Problem to work on: Go through the entries and say how many lines contain the string "untyped". The number is the whole answer.

Supplied entries:
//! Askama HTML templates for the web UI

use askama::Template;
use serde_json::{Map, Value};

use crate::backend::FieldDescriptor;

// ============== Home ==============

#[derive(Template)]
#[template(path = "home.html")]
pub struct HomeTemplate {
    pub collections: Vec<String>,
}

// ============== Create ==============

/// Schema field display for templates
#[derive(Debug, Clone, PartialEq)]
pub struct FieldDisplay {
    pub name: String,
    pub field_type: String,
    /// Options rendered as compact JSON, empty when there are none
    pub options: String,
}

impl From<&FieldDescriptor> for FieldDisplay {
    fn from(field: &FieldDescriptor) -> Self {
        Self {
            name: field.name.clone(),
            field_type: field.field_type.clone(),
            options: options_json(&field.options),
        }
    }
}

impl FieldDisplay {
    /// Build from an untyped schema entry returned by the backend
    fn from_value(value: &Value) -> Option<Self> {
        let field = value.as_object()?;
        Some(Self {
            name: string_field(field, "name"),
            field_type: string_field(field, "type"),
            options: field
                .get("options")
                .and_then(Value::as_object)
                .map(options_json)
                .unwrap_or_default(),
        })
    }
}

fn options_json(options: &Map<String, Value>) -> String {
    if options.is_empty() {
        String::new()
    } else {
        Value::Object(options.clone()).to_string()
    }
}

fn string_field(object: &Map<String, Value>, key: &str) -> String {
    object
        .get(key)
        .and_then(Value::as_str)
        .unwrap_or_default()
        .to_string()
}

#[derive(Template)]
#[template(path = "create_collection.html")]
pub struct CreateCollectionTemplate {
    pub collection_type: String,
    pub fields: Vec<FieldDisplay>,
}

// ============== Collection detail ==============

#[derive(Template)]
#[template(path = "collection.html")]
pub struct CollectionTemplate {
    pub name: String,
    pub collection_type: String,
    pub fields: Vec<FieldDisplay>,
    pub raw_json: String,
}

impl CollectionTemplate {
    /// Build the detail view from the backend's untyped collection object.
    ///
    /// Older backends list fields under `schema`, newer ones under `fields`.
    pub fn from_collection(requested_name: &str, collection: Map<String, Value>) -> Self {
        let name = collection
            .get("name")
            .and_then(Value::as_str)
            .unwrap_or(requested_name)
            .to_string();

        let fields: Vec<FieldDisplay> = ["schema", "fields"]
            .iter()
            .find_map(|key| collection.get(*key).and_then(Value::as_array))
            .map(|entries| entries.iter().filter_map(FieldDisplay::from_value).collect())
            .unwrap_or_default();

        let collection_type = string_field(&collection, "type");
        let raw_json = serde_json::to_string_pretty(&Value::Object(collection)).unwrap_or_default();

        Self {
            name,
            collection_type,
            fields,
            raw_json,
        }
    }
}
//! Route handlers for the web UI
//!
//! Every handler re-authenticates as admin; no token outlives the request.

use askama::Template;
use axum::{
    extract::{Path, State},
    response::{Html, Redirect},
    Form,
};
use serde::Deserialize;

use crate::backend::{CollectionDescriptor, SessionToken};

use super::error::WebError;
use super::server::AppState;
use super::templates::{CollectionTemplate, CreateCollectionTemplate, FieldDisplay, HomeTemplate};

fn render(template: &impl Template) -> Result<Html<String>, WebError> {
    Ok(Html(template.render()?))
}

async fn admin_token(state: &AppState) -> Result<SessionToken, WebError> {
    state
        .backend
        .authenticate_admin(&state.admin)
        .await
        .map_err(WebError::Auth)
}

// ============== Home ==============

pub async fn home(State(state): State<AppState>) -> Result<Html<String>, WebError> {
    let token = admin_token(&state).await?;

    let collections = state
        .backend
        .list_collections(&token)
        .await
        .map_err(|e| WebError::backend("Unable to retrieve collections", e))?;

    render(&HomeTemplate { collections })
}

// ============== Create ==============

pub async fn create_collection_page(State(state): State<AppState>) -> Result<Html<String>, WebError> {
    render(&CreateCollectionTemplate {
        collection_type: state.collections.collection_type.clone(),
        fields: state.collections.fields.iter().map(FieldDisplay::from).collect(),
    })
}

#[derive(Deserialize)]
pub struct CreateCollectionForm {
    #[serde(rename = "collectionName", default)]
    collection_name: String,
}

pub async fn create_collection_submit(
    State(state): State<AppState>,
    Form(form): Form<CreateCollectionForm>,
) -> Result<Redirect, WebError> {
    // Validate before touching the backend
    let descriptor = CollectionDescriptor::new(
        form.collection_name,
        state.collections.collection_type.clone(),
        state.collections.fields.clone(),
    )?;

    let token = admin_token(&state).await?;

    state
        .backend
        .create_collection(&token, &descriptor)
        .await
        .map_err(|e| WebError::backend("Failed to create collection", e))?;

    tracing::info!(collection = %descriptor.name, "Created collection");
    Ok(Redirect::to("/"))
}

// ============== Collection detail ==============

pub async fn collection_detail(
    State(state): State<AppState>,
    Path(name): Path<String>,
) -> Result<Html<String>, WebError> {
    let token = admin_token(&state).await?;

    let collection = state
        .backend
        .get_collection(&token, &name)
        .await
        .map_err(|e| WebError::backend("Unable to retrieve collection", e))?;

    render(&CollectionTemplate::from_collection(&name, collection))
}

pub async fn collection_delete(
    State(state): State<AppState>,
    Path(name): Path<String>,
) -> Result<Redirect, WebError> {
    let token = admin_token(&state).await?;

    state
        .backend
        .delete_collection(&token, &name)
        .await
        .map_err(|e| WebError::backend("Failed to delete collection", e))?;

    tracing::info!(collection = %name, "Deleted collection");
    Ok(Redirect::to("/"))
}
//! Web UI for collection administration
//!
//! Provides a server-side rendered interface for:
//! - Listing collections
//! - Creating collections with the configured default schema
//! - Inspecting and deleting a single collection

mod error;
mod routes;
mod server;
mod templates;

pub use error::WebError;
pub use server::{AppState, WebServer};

Response to this task: 2